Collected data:
async fn add_filters<R: AsyncRead + Unpin>(
    device: &mut CanDevicePtr,
    width: FilterWidth,
    opts: BusOptions,
    console: &mut Console<R>,
) -> io::Result<()> {
    let kind = match width {
        FilterWidth::Standard => "Standard",
        FilterWidth::Extended => "Extended",
    };
    println!(
        "{} mask filter: enter a message ID as 1's and 0's with\n\
         don't cares represented by X's. (example: 11X001X)\n\
         Unspecified bits are treated as must-match leading zeros.",
        kind
    );

    loop {
        let line = match console.prompt("Enter a filter, or Q to quit: ").await? {
            Some(line) => line,
            None => break,
        };

        if console::is_quit(&line) {
            println!("Quit");
            break;
        }

        // A filter that does not compile is never submitted.
        let filter = match filter::compile(&line, width, opts) {
            Ok(filter) => filter,
            Err(err) => {
                println!("Error parsing mask: {}", err);
                continue;
            }
        };

        match device.add_filter(&filter) {
            Ok(slot) => println!("Added filter {}.", slot),
            Err(err) => {
                println!("Error adding filter: {}", err);
                break;
            }
        }
    }

    Ok(())
}

async fn remove_filters<R: AsyncRead + Unpin>(
    device: &mut CanDevicePtr,
    width: FilterWidth,
    opts: BusOptions,
    console: &mut Console<R>,
) -> io::Result<()> {
    if width == FilterWidth::Extended && !opts.extended_ids {
        println!("Extended ID support disabled in this build.");
        return Ok(());
    }

    let kind = match width {
        FilterWidth::Standard => "standard",
        FilterWidth::Extended => "extended",
    };
    println!(
        "Delete {} filter: enter the filter number returned when the\n\
         filter was added.",
        kind
    );

    loop {
        let line = match console.prompt("Enter a filter number, or Q to quit: ").await? {
            Some(line) => line,
            None => break,
        };

        if console::is_quit(&line) {
            println!("Quit");
            break;
        }

        let slot: i32 = match line.trim().parse() {
            Ok(slot) => slot,
            Err(_) => {
                println!("Not a valid filter number.");
                continue;
            }
        };

        match device.del_filter(width, slot) {
            Ok(()) => println!("Deleted filter."),
            Err(err) => {
                println!("Error deleting filter: {}", err);
                break;
            }
        }
    }

    Ok(())
}

async fn rtr_transaction<R: AsyncRead + Unpin>(
    device: &mut CanDevicePtr,
    opts: BusOptions,
    console: &mut Console<R>,
) -> io::Result<()> {
    loop {
        let line = match console
            .prompt(
                "Enter X for extended ID, S for standard ID, followed by the\n\
                 message ID in decimal. (e.g. S1520) Enter Q to quit: ",
            )
            .await?
        {
            Some(line) => line,
            None => break,
        };

        if console::is_quit(&line) {
            println!("Quit");
            break;
        }

        let id = match parse_request_id(&line, opts) {
            Ok(id) => id,
            Err(reason) => {
                println!("{}", reason);
                continue;
            }
        };

        let dlc_line = match console
            .prompt("Enter the data length code to request in decimal,\nor Q to quit: ")
            .await?
        {
            Some(line) => line,
            None => break,
        };

        if console::is_quit(&dlc_line) {
            break;
        }

        let dlc: u8 = match dlc_line.trim().parse() {
            Ok(dlc) if dlc <= 8 => dlc,
            Ok(_) => {
                println!("DLC too large.");
                continue;
            }
            Err(_) => {
                println!("Not a valid DLC");
                continue;
            }
        };

        println!("Sending request and waiting for response...");
        match device.rtr(RtrRequest { id, dlc, timeout: RTR_TIMEOUT }).await {
            Ok(response) => {
                println!("Response received:");
                println!("{}", RecordFormatter::from(&response));
            }
            Err(err) => println!("Request failed: {}", err),
        }
    }

    Ok(())
}

fn parse_request_id(line: &str, opts: BusOptions) -> Result<Id, &'static str> {
    let mut chars = line.chars();
    let extended = match chars.next() {
        Some('X') => {
            if !opts.extended_ids {
                return Err("Extended ID support disabled in this build.");
            }
            true
        }
        Some('S') => false,
        _ => return Err("Unexpected starting character."),
    };

    let digits = chars.as_str();
    if !digits.chars().next().map_or(false, |c| c.is_ascii_digit()) {
        return Err("Not a valid message ID.");
    }

    let raw: u64 = digits.parse().map_err(|_| "Not a valid message ID.")?;

    if extended {
        u32::try_from(raw)
            .ok()
            .and_then(ExtendedId::new)
            .map(Id::Extended)
            .ok_or("Extended message ID too large.")
    } else {
        u16::try_from(raw)
            .ok()
            .and_then(StandardId::new)
            .map(Id::Standard)
            .ok_or("Standard message ID too large.")
    }
}

/// Writes a burst of back-to-back frames in a single call so the TX
/// rate of the hardware can be measured.
async fn tx_burst(device: &mut CanDevicePtr, opts: BusOptions) {
    let mut burst = Vec::with_capacity(BURST_COUNT as usize * MAX_RECORD_LEN);
    for id in 0..BURST_COUNT {
        let record = FrameRecord::from_wire(id, 8, false, false, opts.extended_ids, &[0u8; 8]);
        codec::encode_record(&record, &mut burst);
    }

    match device.write(&burst).await {
        Ok(n) => println!("{} bytes written", n),
        Err(err) => println!("write() of CAN device failed: {}", err),
    }
}

/// Reproducer for a driver wakeup loss: a second handle sits in a
/// blocking read while the normal receive loop polls the device.
async fn poll_bug<R: AsyncRead + Unpin>(
    device: &mut CanDevicePtr,
    opts: BusOptions,
    console: &mut Console<R>,
) -> io::Result<()> {
    let clone = match device.try_clone() {
        Ok(clone) => clone,
        Err(err) => {
            println!("Error cloning CAN device handle: {}", err);
            return Ok(());
        }
    };

    let reader = tokio::spawn(async move {
        let mut device = clone;
        let mut buf = [0u8; MAX_RECORD_LEN];
        loop {
            if device.read(&mut buf).await.is_err() {
                break;
            }
        }
    });

    let result = receive(device, opts, console).await;
    reader.abort();
    result
}

#[cfg(test)]
mod tests {
    use super::*;
    use crate::drivers::mock::MockCanDevice;
    use embedded_can::Frame;
    use std::io::Cursor;

    fn scripted(input: &str) -> Console<Cursor<String>> {
        Console::new(Cursor::new(input.to_string()))
    }

    fn mock() -> (CanDevicePtr, std::sync::Arc<std::sync::Mutex<crate::drivers::mock::MockCanState>>)
    {
        let (device, state) = MockCanDevice::new();
        (Box::new(device), state)
    }

    fn record_bytes(record: &FrameRecord) -> Vec<u8> {
        let mut buf = Vec::new();
        codec::encode_record(record, &mut buf);
        buf
    }

    #[tokio::test]
    async fn receive_drains_reads_then_quits() {
        let (mut device, state) = mock();
        let mut buf = record_bytes(
            &FrameRecord::new(StandardId::new(0x123).unwrap(), &[1, 2]).unwrap(),
        );
        buf.extend(record_bytes(
            &FrameRecord::new_remote(StandardId::new(1520).unwrap(), 0).unwrap(),
        ));
        state.lock().unwrap().reads.push_back(Ok(buf));

        receive(&mut device, BusOptions::default(), &mut scripted("q\n"))
            .await
            .unwrap();

        assert!(state.lock().unwrap().reads.is_empty());
    }

    #[tokio::test]
    async fn receive_stops_on_read_error() {
        let (mut device, state) = mock();
        state
            .lock()
            .unwrap()
            .reads
            .push_back(Err(io::Error::from_raw_os_error(libc::EIO)));

        receive(&mut device, BusOptions::default(), &mut scripted(""))
            .await
            .unwrap();

        assert!(state.lock().unwrap().reads.is_empty());
    }

    #[tokio::test]
    async fn add_filters_submits_only_valid_compiles() {
        let (mut device, state) = mock();

        add_filters(
            &mut device,
            FilterWidth::Standard,
            BusOptions::default(),
            &mut scripted("11X001X\n20\n\nq\n"),
        )
        .await
        .unwrap();

        let state = state.lock().unwrap();
        assert_eq!(state.filters_added.len(), 1);
        assert_eq!(state.filters_added[0].id_bits, 0x062);
        assert_eq!(state.filters_added[0].mask_bits, 0x7EE);
    }

    #[tokio::test]
    async fn add_filters_stops_after_driver_error() {
        let (mut device, state) = mock();
        state.lock().unwrap().filter_error = Some(libc::EINVAL);

        add_filters(
            &mut device,
            FilterWidth::Standard,
            BusOptions::default(),
            &mut scripted("111\n101\nq\n"),
        )
        .await
        .unwrap();

        // The loop ends on the first driver failure, so the second
        // filter is never submitted.
        assert_eq!(state.lock().unwrap().filters_added.len(), 1);
    }

    #[tokio::test]
    async fn remove_filters_parses_slots() {
        let (mut device, state) = mock();

        remove_filters(
            &mut device,
            FilterWidth::Standard,
            BusOptions::default(),
            &mut scripted("0\nxyz\n2\nq\n"),
        )
        .await
        .unwrap();

        assert_eq!(
            state.lock().unwrap().filters_removed,
            vec![(FilterWidth::Standard, 0), (FilterWidth::Standard, 2)]
        );
    }

    #[tokio::test]
    async fn extended_removal_needs_extended_support() {
        let (mut device, state) = mock();
        let opts = BusOptions { extended_ids: false, error_reports: true };

        remove_filters(&mut device, FilterWidth::Extended, opts, &mut scripted("0\nq\n"))
            .await
            .unwrap();

        assert!(state.lock().unwrap().filters_removed.is_empty());
    }

    #[tokio::test]
    async fn menu_gates_extended_filter_entry() {
        let (device, state) = mock();
        let opts = BusOptions { extended_ids: false, error_reports: true };

        menu(device, opts, &mut scripted("4\nq\n")).await.unwrap();

        assert!(state.lock().unwrap().filters_added.is_empty());
    }

    #[tokio::test]
    async fn rtr_sends_request_and_reads_response() {
        let (mut device, state) = mock();
        state
            .lock()
            .unwrap()
            .rtr_responses
            .push_back(Ok(FrameRecord::new(StandardId::new(1520).unwrap(), &[9]).unwrap()));

        rtr_transaction(
            &mut device,
            BusOptions::default(),
            &mut scripted("S1520\n0\nq\n"),
        )
        .await
        .unwrap();

        let state = state.lock().unwrap();
        assert_eq!(
            state.rtr_requests,
            vec![RtrRequest {
                id: Id::Standard(StandardId::new(1520).unwrap()),
                dlc: 0,
                timeout: RTR_TIMEOUT,
            }]
        );
    }

    #[tokio::test]
    async fn rtr_quit_at_dlc_prompt_sends_nothing() {
        let (mut device, state) = mock();

        rtr_transaction(&mut device, BusOptions::default(), &mut scripted("S1\nq\n"))
            .await
            .unwrap();

        assert!(state.lock().unwrap().rtr_requests.is_empty());
    }

    #[test]
    fn request_id_validation() {
        let opts = BusOptions::default();
        assert_eq!(
            parse_request_id("S1520", opts),
            Ok(Id::Standard(StandardId::new(1520).unwrap()))
        );
        assert_eq!(
            parse_request_id("X70000", opts),
            Ok(Id::Extended(ExtendedId::new(70000).unwrap()))
        );
        assert_eq!(parse_request_id("Z1", opts), Err("Unexpected starting character."));
        assert_eq!(parse_request_id("S", opts), Err("Not a valid message ID."));
        assert_eq!(parse_request_id("Sx1", opts), Err("Not a valid message ID."));
        assert_eq!(parse_request_id("S2048", opts), Err("Standard message ID too large."));
        assert_eq!(
            parse_request_id("X536870912", opts),
            Err("Extended message ID too large.")
        );

        let no_ext = BusOptions { extended_ids: false, error_reports: true };
        assert_eq!(
            parse_request_id("X1", no_ext),
            Err("Extended ID support disabled in this build.")
        );
        assert!(parse_request_id("S1", no_ext).is_ok());
    }

    #[tokio::test]
    async fn tx_burst_writes_seventeen_extended_records() {
        let (mut device, state) = mock();

        tx_burst(&mut device, BusOptions::default()).await;

        let state = state.lock().unwrap();
        assert_eq!(state.written.len(), 17 * MAX_RECORD_LEN);

        let records: Vec<_> = RecordStream::new(&state.written, BusOptions::default()).collect();
        assert_eq!(records.len(), 17);
        for (i, record) in records.iter().enumerate() {
            assert_eq!(record.raw_id(), i as u32);
            assert!(record.is_extended());
            assert_eq!(record.dlc(), 8);
            assert_eq!(record.data(), &[0u8; 8]);
        }
    }

    #[tokio::test]
    async fn tx_burst_uses_standard_ids_when_extid_disabled() {
        let (mut device, state) = mock();
        let opts = BusOptions { extended_ids: false, error_reports: true };

        tx_burst(&mut device, opts).await;

        let state = state.lock().unwrap();
        let records: Vec<_> = RecordStream::new(&state.written, opts).collect();
        assert_eq!(records.len(), 17);
        assert!(records.iter().all(|r| !r.is_extended()));
    }

    #[tokio::test]
    async fn menu_dispatches_and_quits() {
        let (device, state) = mock();

        menu(device, BusOptions::default(), &mut scripted("2\n8\nbogus\nq\n"))
            .await
            .unwrap();

        assert_eq!(state.lock().unwrap().written.len(), 17 * MAX_RECORD_LEN);
    }

    #[tokio::test]
    async fn poll_bug_fixture_still_quits_cleanly() {
        let (mut device, state) = mock();
        state.lock().unwrap().reads.push_back(Ok(record_bytes(
            &FrameRecord::new(StandardId::new(1).unwrap(), &[]).unwrap(),
        )));

        poll_bug(&mut device, BusOptions::default(), &mut scripted("q\n"))
            .await
            .unwrap();

        assert!(state.lock().unwrap().reads.is_empty());
    }
}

● **ASSIGNED TASK**:
Extract exactly and only the lines above from the line containing "let mut burst" through the line containing "let mut buf = Vec::new();", both end lines included.

● **SOLUTION TO THE PROBLEM**:
    let mut burst = Vec::with_capacity(BURST_COUNT as usize * MAX_RECORD_LEN);
    for id in 0..BURST_COUNT {
        let record = FrameRecord::from_wire(id, 8, false, false, opts.extended_ids, &[0u8; 8]);
        codec::encode_record(&record, &mut burst);
    }

    match device.write(&burst).await {
        Ok(n) => println!("{} bytes written", n),
        Err(err) => println!("write() of CAN device failed: {}", err),
    }
}

/// Reproducer for a driver wakeup loss: a second handle sits in a
/// blocking read while the normal receive loop polls the device.
async fn poll_bug<R: AsyncRead + Unpin>(
    device: &mut CanDevicePtr,
    opts: BusOptions,
    console: &mut Console<R>,
) -> io::Result<()> {
    let clone = match device.try_clone() {
        Ok(clone) => clone,
        Err(err) => {
            println!("Error cloning CAN device handle: {}", err);
            return Ok(());
        }
    };

    let reader = tokio::spawn(async move {
        let mut device = clone;
        let mut buf = [0u8; MAX_RECORD_LEN];
        loop {
            if device.read(&mut buf).await.is_err() {
                break;
            }
        }
    });

    let result = receive(device, opts, console).await;
    reader.abort();
    result
}

#[cfg(test)]
mod tests {
    use super::*;
    use crate::drivers::mock::MockCanDevice;
    use embedded_can::Frame;
    use std::io::Cursor;

    fn scripted(input: &str) -> Console<Cursor<String>> {
        Console::new(Cursor::new(input.to_string()))
    }

    fn mock() -> (CanDevicePtr, std::sync::Arc<std::sync::Mutex<crate::drivers::mock::MockCanState>>)
    {
        let (device, state) = MockCanDevice::new();
        (Box::new(device), state)
    }

    fn record_bytes(record: &FrameRecord) -> Vec<u8> {
        let mut buf = Vec::new();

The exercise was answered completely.